(Source material)

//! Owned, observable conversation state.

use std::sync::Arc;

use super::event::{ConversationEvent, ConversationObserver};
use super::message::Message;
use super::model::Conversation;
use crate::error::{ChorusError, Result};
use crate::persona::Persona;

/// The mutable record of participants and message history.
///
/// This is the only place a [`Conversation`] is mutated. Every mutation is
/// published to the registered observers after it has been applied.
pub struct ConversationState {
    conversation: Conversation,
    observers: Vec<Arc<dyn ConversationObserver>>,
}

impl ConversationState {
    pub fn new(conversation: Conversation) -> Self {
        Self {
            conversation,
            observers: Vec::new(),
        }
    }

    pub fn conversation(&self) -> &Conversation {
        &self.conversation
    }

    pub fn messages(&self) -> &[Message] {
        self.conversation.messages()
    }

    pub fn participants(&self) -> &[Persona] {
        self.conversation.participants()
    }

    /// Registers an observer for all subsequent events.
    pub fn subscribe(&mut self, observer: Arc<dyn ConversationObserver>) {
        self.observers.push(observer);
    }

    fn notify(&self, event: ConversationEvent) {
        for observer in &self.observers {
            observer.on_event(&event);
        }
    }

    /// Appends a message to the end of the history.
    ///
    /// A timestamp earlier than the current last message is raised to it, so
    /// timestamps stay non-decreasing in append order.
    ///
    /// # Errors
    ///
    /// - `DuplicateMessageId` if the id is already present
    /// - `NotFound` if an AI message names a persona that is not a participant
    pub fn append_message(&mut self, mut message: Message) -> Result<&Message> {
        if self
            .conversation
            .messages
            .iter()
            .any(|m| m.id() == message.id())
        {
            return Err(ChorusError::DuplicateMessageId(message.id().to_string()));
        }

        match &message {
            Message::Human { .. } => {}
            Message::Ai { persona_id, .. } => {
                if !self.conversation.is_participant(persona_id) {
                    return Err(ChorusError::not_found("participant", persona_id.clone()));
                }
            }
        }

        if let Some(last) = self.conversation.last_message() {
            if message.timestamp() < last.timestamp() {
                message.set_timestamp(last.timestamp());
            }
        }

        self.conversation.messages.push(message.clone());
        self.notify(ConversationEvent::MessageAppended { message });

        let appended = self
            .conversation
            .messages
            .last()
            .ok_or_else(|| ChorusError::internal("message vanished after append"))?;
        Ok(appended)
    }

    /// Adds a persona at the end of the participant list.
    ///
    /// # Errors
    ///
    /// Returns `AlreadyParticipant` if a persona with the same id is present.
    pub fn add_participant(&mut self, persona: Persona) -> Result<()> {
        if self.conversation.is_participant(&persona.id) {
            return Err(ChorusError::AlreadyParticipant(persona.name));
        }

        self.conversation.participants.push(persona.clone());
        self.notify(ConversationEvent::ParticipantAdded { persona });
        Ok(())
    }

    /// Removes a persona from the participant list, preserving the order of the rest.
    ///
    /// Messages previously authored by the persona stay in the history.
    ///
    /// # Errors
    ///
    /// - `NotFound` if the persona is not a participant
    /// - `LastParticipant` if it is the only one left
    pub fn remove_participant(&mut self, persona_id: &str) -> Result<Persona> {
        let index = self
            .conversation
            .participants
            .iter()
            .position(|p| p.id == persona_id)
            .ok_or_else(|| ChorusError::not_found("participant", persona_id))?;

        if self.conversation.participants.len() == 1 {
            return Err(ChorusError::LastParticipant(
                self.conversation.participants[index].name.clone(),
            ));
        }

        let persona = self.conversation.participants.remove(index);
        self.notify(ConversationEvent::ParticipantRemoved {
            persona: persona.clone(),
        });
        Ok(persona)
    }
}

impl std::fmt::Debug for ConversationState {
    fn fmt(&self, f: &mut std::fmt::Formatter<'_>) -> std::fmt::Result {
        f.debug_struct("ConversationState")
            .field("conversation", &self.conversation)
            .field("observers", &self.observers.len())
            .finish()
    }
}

(End Source material)

About this exercise
Write the records out again. Each one must match exactly.

Answer below
//! Owned, observable conversation state.

use std::sync::Arc;

use super::event::{ConversationEvent, ConversationObserver};
use super::message::Message;
use super::model::Conversation;
use crate::error::{ChorusError, Result};
use crate::persona::Persona;

/// The mutable record of participants and message history.
///
/// This is the only place a [`Conversation`] is mutated. Every mutation is
/// published to the registered observers after it has been applied.
pub struct ConversationState {
    conversation: Conversation,
    observers: Vec<Arc<dyn ConversationObserver>>,
}

impl ConversationState {
    pub fn new(conversation: Conversation) -> Self {
        Self {
            conversation,
            observers: Vec::new(),
        }
    }

    pub fn conversation(&self) -> &Conversation {
        &self.conversation
    }

    pub fn messages(&self) -> &[Message] {
        self.conversation.messages()
    }

    pub fn participants(&self) -> &[Persona] {
        self.conversation.participants()
    }

    /// Registers an observer for all subsequent events.
    pub fn subscribe(&mut self, observer: Arc<dyn ConversationObserver>) {
        self.observers.push(observer);
    }

    fn notify(&self, event: ConversationEvent) {
        for observer in &self.observers {
            observer.on_event(&event);
        }
    }

    /// Appends a message to the end of the history.
    ///
    /// A timestamp earlier than the current last message is raised to it, so
    /// timestamps stay non-decreasing in append order.
    ///
    /// # Errors
    ///
    /// - `DuplicateMessageId` if the id is already present
    /// - `NotFound` if an AI message names a persona that is not a participant
    pub fn append_message(&mut self, mut message: Message) -> Result<&Message> {
        if self
            .conversation
            .messages
            .iter()
            .any(|m| m.id() == message.id())
        {
            return Err(ChorusError::DuplicateMessageId(message.id().to_string()));
        }

        match &message {
            Message::Human { .. } => {}
            Message::Ai { persona_id, .. } => {
                if !self.conversation.is_participant(persona_id) {
                    return Err(ChorusError::not_found("participant", persona_id.clone()));
                }
            }
        }

        if let Some(last) = self.conversation.last_message() {
            if message.timestamp() < last.timestamp() {
                message.set_timestamp(last.timestamp());
            }
        }

        self.conversation.messages.push(message.clone());
        self.notify(ConversationEvent::MessageAppended { message });

        let appended = self
            .conversation
            .messages
            .last()
            .ok_or_else(|| ChorusError::internal("message vanished after append"))?;
        Ok(appended)
    }

    /// Adds a persona at the end of the participant list.
    ///
    /// # Errors
    ///
    /// Returns `AlreadyParticipant` if a persona with the same id is present.
    pub fn add_participant(&mut self, persona: Persona) -> Result<()> {
        if self.conversation.is_participant(&persona.id) {
            return Err(ChorusError::AlreadyParticipant(persona.name));
        }

        self.conversation.participants.push(persona.clone());
        self.notify(ConversationEvent::ParticipantAdded { persona });
        Ok(())
    }

    /// Removes a persona from the participant list, preserving the order of the rest.
    ///
    /// Messages previously authored by the persona stay in the history.
    ///
    /// # Errors
    ///
    /// - `NotFound` if the persona is not a participant
    /// - `LastParticipant` if it is the only one left
    pub fn remove_participant(&mut self, persona_id: &str) -> Result<Persona> {
        let index = self
            .conversation
            .participants
            .iter()
            .position(|p| p.id == persona_id)
            .ok_or_else(|| ChorusError::not_found("participant", persona_id))?;

        if self.conversation.participants.len() == 1 {
            return Err(ChorusError::LastParticipant(
                self.conversation.participants[index].name.clone(),
            ));
        }

        let persona = self.conversation.participants.remove(index);
        self.notify(ConversationEvent::ParticipantRemoved {
            persona: persona.clone(),
        });
        Ok(persona)
    }
}

impl std::fmt::Debug for ConversationState {
    fn fmt(&self, f: &mut std::fmt::Formatter<'_>) -> std::fmt::Result {
        f.debug_struct("ConversationState")
            .field("conversation", &self.conversation)
            .field("observers", &self.observers.len())
            .finish()
    }
}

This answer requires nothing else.